## Records for this exercise
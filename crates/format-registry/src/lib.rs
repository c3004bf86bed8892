//! Static image-format descriptor table: signature sniffing plus the
//! extension/MIME metadata and the flags that steer quantization.

use common_types::PalettizeError;
use tracing::debug;

/// Immutable description of one supported image format.
#[derive(Debug, Clone, PartialEq, Eq)]
pub struct FormatDescriptor {
    name: &'static str,
    signatures: &'static [&'static [u8]],
    extensions: &'static [&'static str],
    mime_type: &'static str,
    is_indexed: bool,
    is_animated: bool,
}

impl FormatDescriptor {
    pub fn name(&self) -> &'static str {
        self.name
    }

    pub fn extensions(&self) -> &'static [&'static str] {
        self.extensions
    }

    pub fn mime_type(&self) -> &'static str {
        self.mime_type
    }

    /// Pixels are palette indices rather than direct color values.
    pub fn is_indexed(&self) -> bool {
        self.is_indexed
    }

    /// The format carries a frame sequence with per-frame timing.
    pub fn is_animated(&self) -> bool {
        self.is_animated
    }

    /// Whether encoding to this format needs the quantization core first.
    pub fn requires_quantization(&self) -> bool {
        self.is_indexed || self.is_animated
    }

    /// Match this descriptor's signatures against a file's leading bytes.
    pub fn matches(&self, leading: &[u8]) -> bool {
        self.signatures
            .iter()
            .any(|sig| leading.len() >= sig.len() && &leading[..sig.len()] == *sig)
    }

    fn validate(self) -> Result<Self, PalettizeError> {
        if self.signatures.is_empty() || self.signatures.iter().any(|s| s.is_empty()) {
            return Err(PalettizeError::RegistryInit {
                message: format!("format {} has an empty signature", self.name),
            });
        }
        if self.extensions.is_empty() {
            return Err(PalettizeError::RegistryInit {
                message: format!("format {} declares no extensions", self.name),
            });
        }
        if !self.mime_type.contains('/') {
            return Err(PalettizeError::RegistryInit {
                message: format!(
                    "format {} has malformed MIME type {:?}",
                    self.name, self.mime_type
                ),
            });
        }
        Ok(self)
    }
}

fn gif_descriptor() -> Result<FormatDescriptor, PalettizeError> {
    FormatDescriptor {
        name: "gif",
        signatures: &[b"GIF87a", b"GIF89a"],
        extensions: &["gif"],
        mime_type: "image/gif",
        is_indexed: true,
        is_animated: true,
    }
    .validate()
}

fn png_descriptor() -> Result<FormatDescriptor, PalettizeError> {
    FormatDescriptor {
        name: "png",
        signatures: &[&[0x89, b'P', b'N', b'G', 0x0D, 0x0A, 0x1A, 0x0A]],
        extensions: &["png"],
        mime_type: "image/png",
        is_indexed: false,
        is_animated: false,
    }
    .validate()
}

fn jpeg_descriptor() -> Result<FormatDescriptor, PalettizeError> {
    FormatDescriptor {
        name: "jpeg",
        signatures: &[&[0xFF, 0xD8, 0xFF]],
        extensions: &["jpg", "jpeg", "jfif"],
        mime_type: "image/jpeg",
        is_indexed: false,
        is_animated: false,
    }
    .validate()
}

fn bmp_descriptor() -> Result<FormatDescriptor, PalettizeError> {
    FormatDescriptor {
        name: "bmp",
        signatures: &[b"BM"],
        extensions: &["bmp"],
        mime_type: "image/bmp",
        is_indexed: false,
        is_animated: false,
    }
    .validate()
}

fn tiff_descriptor() -> Result<FormatDescriptor, PalettizeError> {
    FormatDescriptor {
        name: "tiff",
        // Little-endian and big-endian byte-order marks.
        signatures: &[&[0x49, 0x49, 0x2A, 0x00], &[0x4D, 0x4D, 0x00, 0x2A]],
        extensions: &["tif", "tiff"],
        mime_type: "image/tiff",
        is_indexed: false,
        is_animated: false,
    }
    .validate()
}

/// The process-wide format table.
///
/// Built once at startup from an explicit list of descriptor constructors;
/// any constructor failing aborts the bootstrap, no partial registry is
/// produced. Read-only afterwards, so shared references are safe across
/// threads without synchronization.
#[derive(Debug)]
pub struct FormatRegistry {
    descriptors: Vec<FormatDescriptor>,
}

impl FormatRegistry {
    /// Build the registry from the built-in descriptor set.
    pub fn bootstrap() -> Result<Self, PalettizeError> {
        let constructors: &[fn() -> Result<FormatDescriptor, PalettizeError>] = &[
            gif_descriptor,
            png_descriptor,
            jpeg_descriptor,
            bmp_descriptor,
            tiff_descriptor,
        ];

        let mut registry = Self {
            descriptors: Vec::with_capacity(constructors.len()),
        };
        for constructor in constructors {
            registry.register(constructor()?)?;
        }
        debug!(formats = registry.descriptors.len(), "format registry ready");
        Ok(registry)
    }

    fn register(&mut self, descriptor: FormatDescriptor) -> Result<(), PalettizeError> {
        if self.descriptors.iter().any(|d| d.name == descriptor.name) {
            return Err(PalettizeError::RegistryInit {
                message: format!("duplicate format descriptor {}", descriptor.name),
            });
        }
        self.descriptors.push(descriptor);
        Ok(())
    }

    /// Identify a format from a file's leading bytes.
    pub fn sniff(&self, leading: &[u8]) -> Option<&FormatDescriptor> {
        self.descriptors.iter().find(|d| d.matches(leading))
    }

    /// Look a format up by file extension, case-insensitively.
    pub fn by_extension(&self, extension: &str) -> Option<&FormatDescriptor> {
        let wanted = extension.trim_start_matches('.').to_ascii_lowercase();
        self.descriptors
            .iter()
            .find(|d| d.extensions.iter().any(|ext| *ext == wanted))
    }

    pub fn descriptors(&self) -> &[FormatDescriptor] {
        &self.descriptors
    }
}
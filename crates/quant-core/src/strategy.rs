use std::collections::HashMap;

use common_types::{PackedPixel, Palette, PalettizeError, MAX_PALETTE_COLORS};

/// Contract for a concrete palette-reduction algorithm.
///
/// Two-pass strategies accumulate state through [`observe`] before the
/// palette is built; single-pass strategies skip the observation pass
/// entirely. [`classify`] must be deterministic for a fixed state: the same
/// pixel always maps to the same index once the palette exists.
///
/// [`observe`]: PaletteStrategy::observe
/// [`classify`]: PaletteStrategy::classify
pub trait PaletteStrategy {
    /// Whether the engine should run the observation pass at all.
    fn is_two_pass(&self) -> bool {
        true
    }

    /// Clear any per-image state so the same instance can be threaded across
    /// the frames of a sequence.
    fn reset(&mut self) {}

    /// Observation hook, called once per source pixel during the first pass.
    fn observe(&mut self, _pixel: PackedPixel) -> Result<(), PalettizeError> {
        Ok(())
    }

    /// Map a pixel to its palette index. Only called after `build_palette`.
    fn classify(&mut self, pixel: PackedPixel) -> Result<u8, PalettizeError>;

    /// Materialize the palette from accumulated state. Receives the
    /// destination's existing palette purely so the container can be reused;
    /// the returned palette is a complete replacement.
    fn build_palette(&mut self, previous: Palette) -> Result<Palette, PalettizeError>;
}

impl<S: PaletteStrategy + ?Sized> PaletteStrategy for Box<S> {
    fn is_two_pass(&self) -> bool {
        (**self).is_two_pass()
    }

    fn reset(&mut self) {
        (**self).reset();
    }

    fn observe(&mut self, pixel: PackedPixel) -> Result<(), PalettizeError> {
        (**self).observe(pixel)
    }

    fn classify(&mut self, pixel: PackedPixel) -> Result<u8, PalettizeError> {
        (**self).classify(pixel)
    }

    fn build_palette(&mut self, previous: Palette) -> Result<Palette, PalettizeError> {
        (**self).build_palette(previous)
    }
}

/// Lossless identity mapping for sources that already fit a color budget.
///
/// Colors enter the palette in first-occurrence order. A distinct color past
/// the budget is a hard failure, never a silent merge; sources with more
/// colors than the budget belong with a reducing strategy instead.
pub struct ExactPalette {
    max_colors: usize,
    order: Vec<PackedPixel>,
    lookup: HashMap<u32, u8>,
}

impl ExactPalette {
    pub fn new(max_colors: usize) -> Self {
        Self {
            max_colors: max_colors.min(MAX_PALETTE_COLORS),
            order: Vec::new(),
            lookup: HashMap::new(),
        }
    }
}

impl Default for ExactPalette {
    fn default() -> Self {
        Self::new(MAX_PALETTE_COLORS)
    }
}

impl PaletteStrategy for ExactPalette {
    fn reset(&mut self) {
        self.order.clear();
        self.lookup.clear();
    }

    fn observe(&mut self, pixel: PackedPixel) -> Result<(), PalettizeError> {
        let bits = pixel.to_bits();
        if self.lookup.contains_key(&bits) {
            return Ok(());
        }
        if self.order.len() >= self.max_colors {
            return Err(PalettizeError::PaletteOverflow {
                attempted: self.order.len() + 1,
            });
        }
        self.lookup.insert(bits, self.order.len() as u8);
        self.order.push(pixel);
        Ok(())
    }

    fn classify(&mut self, pixel: PackedPixel) -> Result<u8, PalettizeError> {
        if let Some(&index) = self.lookup.get(&pixel.to_bits()) {
            return Ok(index);
        }
        // Unobserved color: fall back to the nearest registered entry.
        let nearest = self
            .order
            .iter()
            .enumerate()
            .min_by_key(|(_, entry)| color_distance_sq(pixel, **entry))
            .map(|(index, _)| index as u8);
        nearest.ok_or_else(|| PalettizeError::ResourceState {
            message: "classify called with no registered colors".to_string(),
        })
    }

    fn build_palette(&mut self, mut previous: Palette) -> Result<Palette, PalettizeError> {
        previous.clear();
        for &color in &self.order {
            previous.push(color)?;
        }
        Ok(previous)
    }
}

pub(crate) fn color_distance_sq(a: PackedPixel, b: PackedPixel) -> u32 {
    let dr = a.red as i32 - b.red as i32;
    let dg = a.green as i32 - b.green as i32;
    let db = a.blue as i32 - b.blue as i32;
    let da = a.alpha as i32 - b.alpha as i32;
    (dr * dr + dg * dg + db * db + da * da) as u32
}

## What you need to do
All that is wanted is a faithful reproduction of the line above with "signatures: &'static [&'static", the line with "fn validate(self) ->", and every line in between.

## Your solution
    signatures: &'static [&'static [u8]],
    extensions: &'static [&'static str],
    mime_type: &'static str,
    is_indexed: bool,
    is_animated: bool,
}

impl FormatDescriptor {
    pub fn name(&self) -> &'static str {
        self.name
    }

    pub fn extensions(&self) -> &'static [&'static str] {
        self.extensions
    }

    pub fn mime_type(&self) -> &'static str {
        self.mime_type
    }

    /// Pixels are palette indices rather than direct color values.
    pub fn is_indexed(&self) -> bool {
        self.is_indexed
    }

    /// The format carries a frame sequence with per-frame timing.
    pub fn is_animated(&self) -> bool {
        self.is_animated
    }

    /// Whether encoding to this format needs the quantization core first.
    pub fn requires_quantization(&self) -> bool {
        self.is_indexed || self.is_animated
    }

    /// Match this descriptor's signatures against a file's leading bytes.
    pub fn matches(&self, leading: &[u8]) -> bool {
        self.signatures
            .iter()
            .any(|sig| leading.len() >= sig.len() && &leading[..sig.len()] == *sig)
    }

    fn validate(self) -> Result<Self, PalettizeError> {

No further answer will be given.